Saturday, August 20, 2011

The Strange Case of Origami Yoda by Tom Angleberger

Dwight is a weird kid and therefore considered a loser by many of his classmates. Tommy and his friends are not much higher on the social totem pole, but at least they try to avoid potentially embarrassing situations. This is not easy to do in middle school when you always strike out playing softball in P.E. or your pants get wet in an awkward location or you really want to ask a girl to dance.

Unexpectedly, Dwight’s weirdness offers possible solutions when he tells the other kids to ask his origami Yoda finger-puppet for advice.  But can Tommy really trust Origami Yoda’s advice on a matter of great importance? Is the finger puppet magic? Or is it just Dwight messing with them? How can Origami Yoda seem so wise when Dwight seems so clearly clueless?

To help him decide, Tommy puts together a case file with stories from classmates who asked Yoda’s advice. His skeptical friend Harvey adds his rather mean comments and eventually makes his own advice-giving origami Yoda. In the end, Tommy has to decide whether to trust weird Dwight’s Yoda and risk embarrassment or listen to negative Harvey’s Yoda and play it safe.
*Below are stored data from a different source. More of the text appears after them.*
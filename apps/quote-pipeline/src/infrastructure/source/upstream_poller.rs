//! Periodic upstream exchange-rate polling.

use std::time::Duration;

use tokio::time::MissedTickBehavior;
use tokio_util::sync::CancellationToken;

use super::json_lines::IngestStats;
use crate::application::ports::StreamTransportPort;
use crate::application::use_cases::{IngestError, IngestQuotesUseCase};
use crate::observability::record_quote_ingested;

/// Fetch every pair once per `interval` until cancelled.
///
/// Failures are logged and counted; a pair that fails is tried again on the
/// next tick.
pub async fn poll_upstream<T>(
    ingest: &IngestQuotesUseCase<T>,
    pairs: &[(String, String)],
    interval: Duration,
    cancel: &CancellationToken,
) -> IngestStats
where
    T: StreamTransportPort,
{
    let mut stats = IngestStats::default();
    let mut ticker = tokio::time::interval(interval);
    ticker.set_missed_tick_behavior(MissedTickBehavior::Delay);

    loop {
        tokio::select! {
            () = cancel.cancelled() => break,
            _ = ticker.tick() => {}
        }

        for (from, to) in pairs {
            if cancel.is_cancelled() {
                break;
            }
            let outcome = match ingest.fetch_and_publish(from, to).await {
                Ok(point) => {
                    tracing::debug!(
                        instrument = %point.instrument_id,
                        sequence = point.source_sequence,
                        "Published upstream quote"
                    );
                    stats.published += 1;
                    "published"
                }
                Err(IngestError::Validation(e)) => {
                    tracing::warn!(from = %from, to = %to, error = %e, "Rejected upstream quote");
                    stats.rejected += 1;
                    "rejected"
                }
                Err(e) => {
                    tracing::warn!(from = %from, to = %to, error = %e, code = ?e.code(), "Upstream fetch failed");
                    stats.failed += 1;
                    "failed"
                }
            };
            record_quote_ingested(outcome);
        }
    }

    stats
}
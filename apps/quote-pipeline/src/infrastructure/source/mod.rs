//! Quote Source Adapters (Driver)

mod json_lines;
mod upstream_poller;

pub use json_lines::{IngestStats, ingest_json_lines};
pub use upstream_poller::poll_upstream;
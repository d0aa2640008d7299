//! Aggregate records emitted once per instrument per run.

use std::collections::BTreeMap;

use rust_decimal::Decimal;
use serde::{Deserialize, Serialize};

use super::sma::{SmaValue, SumOverflow, compute_sma};
use super::window_spec::WindowSpec;
use crate::domain::quote::{PriceField, QuotePoint};
use crate::domain::shared::{InstrumentId, Timestamp};

/// How a run picks the `as_of` instant of its records.
#[derive(Debug, Clone, Copy, PartialEq, Eq, Default, Serialize, Deserialize)]
#[serde(rename_all = "snake_case")]
pub enum AsOfMode {
    /// Use the trigger time.
    #[default]
    TriggerTime,
    /// Use the latest point at or before the trigger time (quotes lag).
    LatestPoint,
}

/// SMA results for one instrument at one instant.
#[derive(Debug, Clone, PartialEq, Eq, Serialize, Deserialize)]
pub struct AggregateRecord {
    /// Instrument key.
    pub instrument_id: InstrumentId,
    /// Instant the record describes.
    pub as_of: Timestamp,
    /// Bid of the latest point at or before `as_of`.
    pub bid_price: Decimal,
    /// Ask of the latest point at or before `as_of`.
    pub ask_price: Decimal,
    /// Side the averages were computed over.
    pub field: PriceField,
    /// One entry per configured window.
    pub sma: BTreeMap<usize, SmaValue>,
}

impl AggregateRecord {
    /// Build a record from points ordered newest first.
    ///
    /// Points after `trigger` are ignored. Returns `Ok(None)` when no point
    /// remains: an instrument without history produces no record.
    pub fn from_points(
        instrument_id: &InstrumentId,
        trigger: Timestamp,
        mode: AsOfMode,
        points_newest_first: &[QuotePoint],
        spec: &WindowSpec,
        field: PriceField,
    ) -> Result<Option<Self>, SumOverflow> {
        let eligible: Vec<&QuotePoint> = points_newest_first
            .iter()
            .filter(|p| p.timestamp <= trigger)
            .collect();

        let Some(latest) = eligible.first() else {
            return Ok(None);
        };

        let as_of = match mode {
            AsOfMode::TriggerTime => trigger,
            AsOfMode::LatestPoint => latest.timestamp,
        };

        let sma = compute_sma(eligible.iter().map(|p| p.price(field)), spec)?;

        Ok(Some(Self {
            instrument_id: instrument_id.clone(),
            as_of,
            bid_price: latest.bid_price,
            ask_price: latest.ask_price,
            field,
            sma,
        }))
    }

    /// SMA for window `w`, `None` if the window is not configured.
    #[must_use]
    pub fn sma(&self, window: usize) -> Option<SmaValue> {
        self.sma.get(&window).copied()
    }
}

#[cfg(test)]
mod tests {
    use super::*;
    use crate::domain::quote::NormalizedQuote;
    use rust_decimal_macros::dec;

    fn points(n: i64) -> Vec<QuotePoint> {
        (1..=n)
            .rev()
            .map(|t| {
                NormalizedQuote {
                    instrument_id: InstrumentId::new("ETHUSD"),
                    timestamp: Timestamp::from_unix_millis(t * 60_000).unwrap(),
                    bid_price: Decimal::from(t),
                    ask_price: Decimal::from(t) + dec!(0.5),
                }
                .into_point(t as u64)
            })
            .collect()
    }

    fn id() -> InstrumentId {
        InstrumentId::new("ETHUSD")
    }

    #[test]
    fn no_points_no_record() {
        let spec = WindowSpec::default();
        let trigger = Timestamp::from_unix_millis(0).unwrap();
        let record =
            AggregateRecord::from_points(&id(), trigger, AsOfMode::TriggerTime, &[], &spec, PriceField::Bid)
                .unwrap();
        assert!(record.is_none());
    }

    #[test]
    fn insufficient_history_keeps_latest_prices() {
        let spec = WindowSpec::new([10, 30]).unwrap();
        let trigger = Timestamp::from_unix_millis(10 * 60_000).unwrap();
        let record = AggregateRecord::from_points(
            &id(),
            trigger,
            AsOfMode::TriggerTime,
            &points(5),
            &spec,
            PriceField::Bid,
        )
        .unwrap()
        .unwrap();

        assert_eq!(record.sma(10), Some(SmaValue::Undefined));
        assert_eq!(record.sma(30), Some(SmaValue::Undefined));
        assert_eq!(record.bid_price, dec!(5));
        assert_eq!(record.ask_price, dec!(5.5));
        assert_eq!(record.as_of, trigger);
    }

    #[test]
    fn latest_point_mode_uses_point_time() {
        let spec = WindowSpec::new([2]).unwrap();
        let trigger = Timestamp::from_unix_millis(3 * 60_000 + 30_000).unwrap();
        let record = AggregateRecord::from_points(
            &id(),
            trigger,
            AsOfMode::LatestPoint,
            &points(5),
            &spec,
            PriceField::Ask,
        )
        .unwrap()
        .unwrap();

        // Points 4 and 5 are after the trigger.
        assert_eq!(record.as_of, Timestamp::from_unix_millis(3 * 60_000).unwrap());
        assert_eq!(record.sma(2), Some(SmaValue::Defined(dec!(3.0))));
        assert_eq!(record.field, PriceField::Ask);
    }

    #[test]
    fn unconfigured_window_is_none() {
        let spec = WindowSpec::new([2]).unwrap();
        let trigger = Timestamp::from_unix_millis(10 * 60_000).unwrap();
        let record = AggregateRecord::from_points(
            &id(),
            trigger,
            AsOfMode::TriggerTime,
            &points(3),
            &spec,
            PriceField::Bid,
        )
        .unwrap()
        .unwrap();
        assert_eq!(record.sma(7), None);
    }

    #[test]
    fn serializes_undefined_as_null() {
        let spec = WindowSpec::new([2, 10]).unwrap();
        let trigger = Timestamp::from_unix_millis(10 * 60_000).unwrap();
        let record = AggregateRecord::from_points(
            &id(),
            trigger,
            AsOfMode::TriggerTime,
            &points(3),
            &spec,
            PriceField::Bid,
        )
        .unwrap()
        .unwrap();
        let json = serde_json::to_value(&record).unwrap();
        assert!(json["sma"]["10"].is_null());
        assert_eq!(json["sma"]["2"], "2.5");
    }
}
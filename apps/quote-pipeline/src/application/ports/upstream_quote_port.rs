//! Upstream Quote Port (Driven Port)
//!
//! Exchange-rate lookups against the upstream quote provider.

use async_trait::async_trait;

use crate::domain::quote::RawQuote;

/// Upstream provider error.
#[derive(Debug, Clone, PartialEq, Eq, thiserror::Error)]
pub enum UpstreamError {
    /// Provider unreachable.
    #[error("Upstream unavailable: {message}")]
    Unavailable {
        /// Error details.
        message: String,
    },

    /// Call quota exceeded.
    #[error("Upstream rate limit exceeded")]
    RateLimited,

    /// API key rejected.
    #[error("Upstream rejected the API key")]
    Unauthorized,

    /// Response body was not a quote.
    #[error("Unexpected upstream response: {message}")]
    UnexpectedResponse {
        /// Error details.
        message: String,
    },
}

/// Port for the upstream quote provider.
#[async_trait]
pub trait UpstreamQuotePort: Send + Sync {
    /// Fetch the current exchange rate from `from` to `to`.
    async fn fetch_exchange_rate(
        &self,
        from: &str,
        to: &str,
        api_key: &str,
    ) -> Result<RawQuote, UpstreamError>;
}
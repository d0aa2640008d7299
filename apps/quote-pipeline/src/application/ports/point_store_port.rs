//! Point Store Port (Driven Port)
//!
//! Durable per-instrument storage of quote points, keyed by
//! `(instrument_id, timestamp)` with last-write-wins semantics.

use std::time::Duration;

use async_trait::async_trait;

use crate::domain::quote::QuotePoint;
use crate::domain::shared::{InstrumentId, Timestamp};
use crate::resilience::TransientError;

/// Order of a range scan.
#[derive(Debug, Clone, Copy, PartialEq, Eq, Default)]
pub enum ScanOrder {
    /// Oldest first.
    #[default]
    Ascending,
    /// Newest first.
    Descending,
}

/// Point store error.
#[derive(Debug, Clone, PartialEq, Eq, thiserror::Error)]
pub enum StoreError {
    /// Store unreachable or throttling.
    #[error("Point store unavailable: {message}")]
    Unavailable {
        /// Error details.
        message: String,
    },

    /// Call exceeded its deadline.
    #[error("Point store call timed out after {timeout_ms}ms")]
    Timeout {
        /// Deadline in milliseconds.
        timeout_ms: u64,
    },

    /// Store refused the request permanently.
    #[error("Point store rejected request: {message}")]
    Rejected {
        /// Error details.
        message: String,
    },
}

impl StoreError {
    /// Create an unavailable error.
    #[must_use]
    pub fn unavailable(message: impl Into<String>) -> Self {
        Self::Unavailable {
            message: message.into(),
        }
    }
}

impl TransientError for StoreError {
    fn is_transient(&self) -> bool {
        matches!(self, Self::Unavailable { .. } | Self::Timeout { .. })
    }

    fn timed_out(after: Duration) -> Self {
        Self::Timeout {
            timeout_ms: u64::try_from(after.as_millis()).unwrap_or(u64::MAX),
        }
    }
}

/// Port for quote point persistence.
#[async_trait]
pub trait PointStorePort: Send + Sync {
    /// Write a point. A point with the same key replaces the stored one.
    async fn append(&self, point: &QuotePoint) -> Result<(), StoreError>;

    /// Points with `from < timestamp <= to`, at most `limit`, in `order`.
    async fn range_scan(
        &self,
        instrument_id: &InstrumentId,
        from: Timestamp,
        to: Timestamp,
        limit: usize,
        order: ScanOrder,
    ) -> Result<Vec<QuotePoint>, StoreError>;

    /// The point stored at exactly `timestamp`.
    async fn get(
        &self,
        instrument_id: &InstrumentId,
        timestamp: Timestamp,
    ) -> Result<Option<QuotePoint>, StoreError>;

    /// Instruments with at least one stored point, sorted.
    async fn instruments(&self) -> Result<Vec<InstrumentId>, StoreError>;

    /// The newest stored point of an instrument.
    async fn latest(&self, instrument_id: &InstrumentId) -> Result<Option<QuotePoint>, StoreError>;
}
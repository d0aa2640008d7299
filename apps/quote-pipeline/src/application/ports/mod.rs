//! Application Ports (Driven)
//!
//! Ports define interfaces for the external systems the pipeline depends on:
//! the point store, the stream transport, the output sink, the upstream quote
//! provider and the secret source.

mod output_sink_port;
mod point_store_port;
mod secret_source_port;
mod stream_transport_port;
mod upstream_quote_port;

pub use output_sink_port::{OutputSinkPort, PartitionGranularity, SinkError};
pub use point_store_port::{PointStorePort, ScanOrder, StoreError};
pub use secret_source_port::{Secret, SecretError, SecretSourcePort};
pub use stream_transport_port::{StreamTransportPort, TransportError};
pub use upstream_quote_port::{UpstreamError, UpstreamQuotePort};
The Strange Case of Origami Yoda is a fun, quick read, illustrated with doodles and instructions for making your own origami Yoda.  The audiobook is well done, with five narrators for the different kids who contribute to Tommy’s case file. The embarrassing situations are true-to-life, and the questions of whether it is okay to be weird, to be mean, to take chances, or to hide behind criticism add real depth to the story.

Author's web site:
Sequel: Darth Paper Strikes Back (Published August 23, 2011)

Friday, May 6, 2011

Tangerine by Edward Bloor

Paul Fisher is legally blind and an outstanding soccer goalie. He’s been told that he stared at an eclipse too long but has no memory of how his eyes were damaged. He fears his older brother Eric while their parents seem oblivious to any threat.  These contradictions pulled me right into Tangerine by Edward Bloor.

When the family moves to Florida, their new town of Tangerine adds to the mystery: the continual muck fires, disappearing koi, a student struck by lightning, and a massive sinkhole.  Paul finds his way around these hazards as he joins the soccer team at Tangerine Middle School - the school on the other side of the figurative tracks from his middle class subdivision.

Paul is a clear-sighted and honorable character surrounded by a family absorbed in their own concerns and dreams.  The mysteries and citizens of Tangerine provide a complex and rich world where Paul can seek his own place and perhaps a clearer view into his own past.